Vladimir got up from his bed. He sincerely rubbed my shoulder, just as I had lied before. But I sensed that Vladimir was also holding back his sadness. “Why didn't you tell me that earlier? I can help you love stations again, like we used to when we were in school! I'll do anything, even if it's just covering your eyes while walking through the station or on the train!”
"I didn't want my own problems to bother you. And I thought when you stopped bringing it up, you were just joking."
"When I saw your increasingly uncomfortable face, I realised that you really didn't like talking about trains. So I stopped bringing it up. I've been trying to find topics from the past that weren't related to those two things. But... there weren't any. Almost all of our pasts were at the station or on the train."

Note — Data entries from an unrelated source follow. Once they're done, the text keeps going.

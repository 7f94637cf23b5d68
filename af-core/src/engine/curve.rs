//! Curve evaluation
//!
//! Maps a temperature to a fan speed by linear interpolation between the two points
//! that bracket it.
//!
//! - Below the first point: the first point's speed
//! - Above the last point: the last point's speed
//! - Exactly on a point: that point's speed
//! - Between points: linear interpolation, rounded half away from zero
//!
//! Evaluation is a pure function of `(curve, temperature)`. A NaN temperature is
//! treated as "hot" and yields the last point's speed.

use crate::data::{Curve, CurvePoint};

/// Fan speed in percent for `temperature`
pub fn evaluate(curve: &Curve, temperature: f32) -> u8 {
    let speed = interpolate(curve, temperature).round();
    // Interpolation never leaves the range spanned by two valid speeds.
    speed.clamp(0.0, f64::from(crate::constants::limits::MAX_SPEED_PERCENT)) as u8
}

/// Unrounded fan speed for `temperature`
pub fn interpolate(curve: &Curve, temperature: f32) -> f64 {
    interpolate_points(curve.points(), temperature)
}

fn interpolate_points(points: &[CurvePoint], temperature: f32) -> f64 {
    debug_assert!(points.len() >= 2, "curve with fewer than two points");
    let (first, last) = match (points.first(), points.last()) {
        (Some(first), Some(last)) => (first, last),
        _ => return f64::from(crate::constants::limits::MAX_SPEED_PERCENT),
    };

    if temperature.is_nan() || temperature >= last.temperature {
        return f64::from(last.speed);
    }
    if temperature <= first.temperature {
        return f64::from(first.speed);
    }

    // First index whose temperature exceeds the input; 1..len by the checks above.
    let upper_idx = points.partition_point(|p| p.temperature <= temperature);
    let lower = &points[upper_idx - 1];
    let upper = &points[upper_idx];

    if lower.temperature == temperature {
        return f64::from(lower.speed);
    }

    let t = f64::from(temperature);
    let (t0, t1) = (f64::from(lower.temperature), f64::from(upper.temperature));
    let (s0, s1) = (f64::from(lower.speed), f64::from(upper.speed));

    s0 + (s1 - s0) * (t - t0) / (t1 - t0)
}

"It's as if those two places were silent witnesses to our lives..." I muttered. Vladimir nodded slowly.
"I'm sorry, Vova..."
"I'm sorry too, Borya..."
We didn't speak to each other in the room after that. I stared out the window, while my brother lay back down on his bed. Even so, I felt that both Vladimir and I were weaving together every memory we had since childhood....
...Becoming a memory station, where the train was trying to carry away my trauma, of the two silent witnesses that had accompanied us all this time.